↓↓↓

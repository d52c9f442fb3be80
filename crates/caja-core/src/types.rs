//! # Ledger Types
//!
//! Core domain types for the reconciliation engine.
//!
//! ## Type Hierarchy
//! ```text
//! ┌─────────────────────────────────────────────────────────────────────────┐
//! │                         Ledger Types                                    │
//! │                                                                         │
//! │  ┌─────────────────┐   ┌─────────────────┐   ┌─────────────────┐       │
//! │  │  TillSession    │   │      Sale       │   │  ExpenseIncome  │       │
//! │  │  ─────────────  │   │  ─────────────  │   │  ─────────────  │       │
//! │  │  id (UUID)      │◄──│  till_session_id│   │  till_session_id│──┐    │
//! │  │  till_id        │   │  total_units    │   │  kind, subkind  │  │    │
//! │  │  opened_at      │   │  voided         │   │  amount_units   │  │    │
//! │  │  closed_at?     │   │  amount_tendered│   └─────────────────┘  │    │
//! │  └─────────▲───────┘   └─────────────────┘                        │    │
//! │            └──────────────────────────────────────────────────────┘    │
//! │                                                                         │
//! │  ┌─────────────────┐   ┌─────────────────┐   ┌─────────────────┐       │
//! │  │ PaymentMethod   │   │   EntryKind     │   │  EntrySubkind   │       │
//! │  │  Cash           │   │   Expense       │   │  Plain          │       │
//! │  │  Card           │   │   Income        │   │  Withdrawal     │       │
//! │  │  Transfer       │   └─────────────────┘   │  VoidReversal   │       │
//! │  └─────────────────┘                         └─────────────────┘       │
//! └─────────────────────────────────────────────────────────────────────────┘
//! ```
//!
//! ## Attribution Is Stored, Not Recomputed
//! Every `Sale` and `ExpenseIncome` carries a nullable `till_session_id`
//! assigned once at creation time by session attribution. A null link only
//! appears on legacy/imported rows; the auditor flags those instead of
//! guessing an owner at query time.

use chrono::{DateTime, Utc};
use serde::{Deserialize, Serialize};

use crate::money::Money;

// =============================================================================
// Payment Method
// =============================================================================

/// How a sale was paid.
#[cfg_attr(feature = "sqlx", derive(sqlx::Type))]
#[cfg_attr(feature = "sqlx", sqlx(rename_all = "snake_case"))]
#[derive(Debug, Clone, Copy, PartialEq, Eq, Serialize, Deserialize)]
#[serde(rename_all = "snake_case")]
pub enum PaymentMethod {
    /// Physical cash into the drawer. The only method that moves till cash.
    Cash,
    /// Card payment on an external terminal.
    Card,
    /// Bank transfer.
    Transfer,
}

// =============================================================================
// Entry Kind & Subkind
// =============================================================================

/// Direction of a manual cash adjustment.
#[cfg_attr(feature = "sqlx", derive(sqlx::Type))]
#[cfg_attr(feature = "sqlx", sqlx(rename_all = "snake_case"))]
#[derive(Debug, Clone, Copy, PartialEq, Eq, Hash, Serialize, Deserialize)]
#[serde(rename_all = "snake_case")]
pub enum EntryKind {
    /// Cash leaving the till (gasto).
    Expense,
    /// Cash entering the till (ingreso).
    Income,
}

/// Structured tag for the special expense sub-kinds.
///
/// The legacy system distinguished withdrawals and void reversals by
/// matching substrings of the free-text description. That made every
/// consumer of the ledger fragile against a reworded description, so the
/// tag is now an explicit column set at creation time.
#[cfg_attr(feature = "sqlx", derive(sqlx::Type))]
#[cfg_attr(feature = "sqlx", sqlx(rename_all = "snake_case"))]
#[derive(Debug, Clone, Copy, PartialEq, Eq, Hash, Serialize, Deserialize)]
#[serde(rename_all = "snake_case")]
pub enum EntrySubkind {
    /// Ordinary operator-entered adjustment.
    Plain,
    /// Cash removed from the drawer when closing a session.
    Withdrawal,
    /// Compensating expense created when a cash sale is voided.
    VoidReversal,
}

// =============================================================================
// Till Session
// =============================================================================

/// One cashier's continuous custody of a till, from open to close.
///
/// ## Invariants
/// - `closed_at` and `closing_amount_units` are both null (open) or both
///   set (closed); never one without the other
/// - `opened_at <= closed_at` when closed
/// - At most one open session per till (enforced by a partial unique
///   index in the store)
#[cfg_attr(feature = "sqlx", derive(sqlx::FromRow))]
#[derive(Debug, Clone, Serialize, Deserialize)]
pub struct TillSession {
    /// Unique identifier (UUID v4).
    pub id: String,

    /// Till (caja) this session belongs to.
    pub till_id: String,

    /// Operator who has custody of the drawer.
    pub operator_id: String,

    /// When custody started.
    pub opened_at: DateTime<Utc>,

    /// When custody ended; null while the session is open.
    pub closed_at: Option<DateTime<Utc>>,

    /// Cash placed in the drawer at session start.
    pub opening_float_units: i64,

    /// Final balance snapshot taken at close; null while open.
    pub closing_amount_units: Option<i64>,
}

impl TillSession {
    /// Whether the session is still open.
    #[inline]
    pub fn is_open(&self) -> bool {
        self.closed_at.is_none()
    }

    /// Returns the opening float as Money.
    #[inline]
    pub fn opening_float(&self) -> Money {
        Money::from_units(self.opening_float_units)
    }

    /// Returns the closing snapshot as Money, if closed.
    #[inline]
    pub fn closing_amount(&self) -> Option<Money> {
        self.closing_amount_units.map(Money::from_units)
    }

    /// Whether a timestamp falls inside this session's custody window.
    ///
    /// Open sessions accept anything at or after `opened_at`; closed
    /// sessions additionally require `timestamp <= closed_at`.
    pub fn window_contains(&self, timestamp: DateTime<Utc>) -> bool {
        if timestamp < self.opened_at {
            return false;
        }
        match self.closed_at {
            Some(closed_at) => timestamp <= closed_at,
            None => true,
        }
    }
}

// =============================================================================
// Sale
// =============================================================================

/// A completed transaction against a till.
#[cfg_attr(feature = "sqlx", derive(sqlx::FromRow))]
#[derive(Debug, Clone, Serialize, Deserialize)]
pub struct Sale {
    pub id: String,
    pub till_id: String,
    /// Operator at the register.
    pub operator_id: String,
    /// Salesperson credited with the sale, when distinct from the operator.
    pub seller_id: Option<String>,
    /// Owning session, assigned at creation time. Null on legacy rows.
    pub till_session_id: Option<String>,
    pub timestamp: DateTime<Utc>,
    pub total_units: i64,
    pub payment_method: PaymentMethod,
    /// Cash handed over by the customer; cash payments only.
    pub amount_tendered_units: Option<i64>,
    pub completed: bool,
    /// One-way flag; a voided sale contributes zero to the balance and is
    /// compensated by a void-reversal expense entry.
    pub voided: bool,
    pub void_reason: Option<String>,
    pub void_timestamp: Option<DateTime<Utc>>,
}

impl Sale {
    /// Returns the sale total as Money.
    #[inline]
    pub fn total(&self) -> Money {
        Money::from_units(self.total_units)
    }

    /// Returns the cash tendered as Money, if any.
    #[inline]
    pub fn amount_tendered(&self) -> Option<Money> {
        self.amount_tendered_units.map(Money::from_units)
    }

    /// Whether this sale counts toward a till balance.
    ///
    /// Voided sales contribute zero directly; their cash effect exists
    /// only through the compensating void-reversal entry.
    #[inline]
    pub fn counts_toward_balance(&self) -> bool {
        self.completed && !self.voided
    }
}

// =============================================================================
// Expense / Income Entry
// =============================================================================

/// Default description recorded on withdrawal-at-close entries.
pub const WITHDRAWAL_DESCRIPTION: &str = "Retiro de dinero al cerrar caja";

/// Builds the description recorded on a void-reversal entry.
///
/// The sale id is embedded so the reversal can be traced back to the sale
/// it compensates, and so the auditor can verify the pairing.
pub fn void_reversal_description(sale_id: &str) -> String {
    format!("Devolución por anulación de venta #{}", sale_id)
}

/// A manual adjustment to the till's cash (GastoCaja).
#[cfg_attr(feature = "sqlx", derive(sqlx::FromRow))]
#[derive(Debug, Clone, Serialize, Deserialize)]
pub struct ExpenseIncome {
    pub id: String,
    pub till_id: String,
    pub kind: EntryKind,
    pub subkind: EntrySubkind,
    /// Always positive; direction comes from `kind`.
    pub amount_units: i64,
    pub description: String,
    pub timestamp: DateTime<Utc>,
    pub operator_id: String,
    /// Owning session, assigned at creation time. Null on legacy rows;
    /// repointed only by an explicit auditor repair.
    pub till_session_id: Option<String>,
}

impl ExpenseIncome {
    /// Returns the entry amount as Money (always positive).
    #[inline]
    pub fn amount(&self) -> Money {
        Money::from_units(self.amount_units)
    }

    /// Returns the amount signed by direction: income positive, expense
    /// negative.
    pub fn signed_amount(&self) -> Money {
        match self.kind {
            EntryKind::Income => self.amount(),
            EntryKind::Expense => -self.amount(),
        }
    }

    /// Whether this is a withdrawal-at-close entry.
    #[inline]
    pub fn is_withdrawal(&self) -> bool {
        self.subkind == EntrySubkind::Withdrawal
    }

    /// Whether this is a void-reversal entry.
    #[inline]
    pub fn is_void_reversal(&self) -> bool {
        self.subkind == EntrySubkind::VoidReversal
    }
}

// =============================================================================
// Balance Output
// =============================================================================

/// Per-component breakdown of a computed balance, for audit display.
#[derive(Debug, Clone, PartialEq, Eq, Serialize, Deserialize)]
pub struct BalanceBreakdown {
    /// Cash placed in the drawer at open.
    pub opening_float: Money,
    /// Sum of non-voided attributed sale totals.
    pub sales_total: Money,
    /// Sum of attributed income entries.
    pub income_total: Money,
    /// Sum of attributed expense entries (withdrawals included).
    pub expense_total: Money,
    /// Sum of the withdrawal subset of `expense_total`, reported
    /// separately. Not an extra subtraction.
    pub withdrawal_total: Money,
}

/// A computed balance with its component breakdown.
#[derive(Debug, Clone, PartialEq, Eq, Serialize, Deserialize)]
pub struct Balance {
    /// Expected cash in the drawer.
    pub total: Money,
    pub breakdown: BalanceBreakdown,
}

// =============================================================================
// Unit Tests
// =============================================================================

#[cfg(test)]
mod tests {
    use super::*;
    use chrono::TimeZone;

    fn ts(hour: u32) -> DateTime<Utc> {
        Utc.with_ymd_and_hms(2026, 3, 14, hour, 0, 0).unwrap()
    }

    fn open_session() -> TillSession {
        TillSession {
            id: "s1".to_string(),
            till_id: "1".to_string(),
            operator_id: "op1".to_string(),
            opened_at: ts(9),
            closed_at: None,
            opening_float_units: 100_000,
            closing_amount_units: None,
        }
    }

    #[test]
    fn test_open_session_window() {
        let session = open_session();
        assert!(session.is_open());
        assert!(session.window_contains(ts(9)));
        assert!(session.window_contains(ts(23)));
        assert!(!session.window_contains(ts(8)));
    }

    #[test]
    fn test_closed_session_window() {
        let mut session = open_session();
        session.closed_at = Some(ts(18));
        session.closing_amount_units = Some(105_000);

        assert!(!session.is_open());
        assert!(session.window_contains(ts(9)));
        assert!(session.window_contains(ts(18)));
        assert!(!session.window_contains(ts(19)));
        assert_eq!(session.closing_amount(), Some(Money::from_units(105_000)));
    }

    #[test]
    fn test_signed_amount() {
        let mut entry = ExpenseIncome {
            id: "e1".to_string(),
            till_id: "1".to_string(),
            kind: EntryKind::Expense,
            subkind: EntrySubkind::Plain,
            amount_units: 5_000,
            description: "Bolsas".to_string(),
            timestamp: ts(10),
            operator_id: "op1".to_string(),
            till_session_id: Some("s1".to_string()),
        };
        assert_eq!(entry.signed_amount().units(), -5_000);

        entry.kind = EntryKind::Income;
        assert_eq!(entry.signed_amount().units(), 5_000);
    }

    #[test]
    fn test_voided_sale_does_not_count() {
        let sale = Sale {
            id: "v1".to_string(),
            till_id: "1".to_string(),
            operator_id: "op1".to_string(),
            seller_id: None,
            till_session_id: Some("s1".to_string()),
            timestamp: ts(11),
            total_units: 20_000,
            payment_method: PaymentMethod::Cash,
            amount_tendered_units: Some(20_000),
            completed: true,
            voided: true,
            void_reason: Some("cliente arrepentido".to_string()),
            void_timestamp: Some(ts(12)),
        };
        assert!(!sale.counts_toward_balance());
    }

    #[test]
    fn test_void_reversal_description_embeds_sale_id() {
        let desc = void_reversal_description("v1");
        assert!(desc.contains("v1"));
    }

    #[test]
    fn test_enum_serde_tags() {
        // The auditor persists these tags; they must stay snake_case.
        assert_eq!(
            serde_json::to_string(&EntrySubkind::VoidReversal).unwrap(),
            "\"void_reversal\""
        );
        assert_eq!(
            serde_json::to_string(&PaymentMethod::Cash).unwrap(),
            "\"cash\""
        );
    }
}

↑↑↑

List all lines from the entries that include the word "positive".

» **Output below**:
    /// Always positive; direction comes from `kind`.
    /// Returns the entry amount as Money (always positive).
    /// Returns the amount signed by direction: income positive, expense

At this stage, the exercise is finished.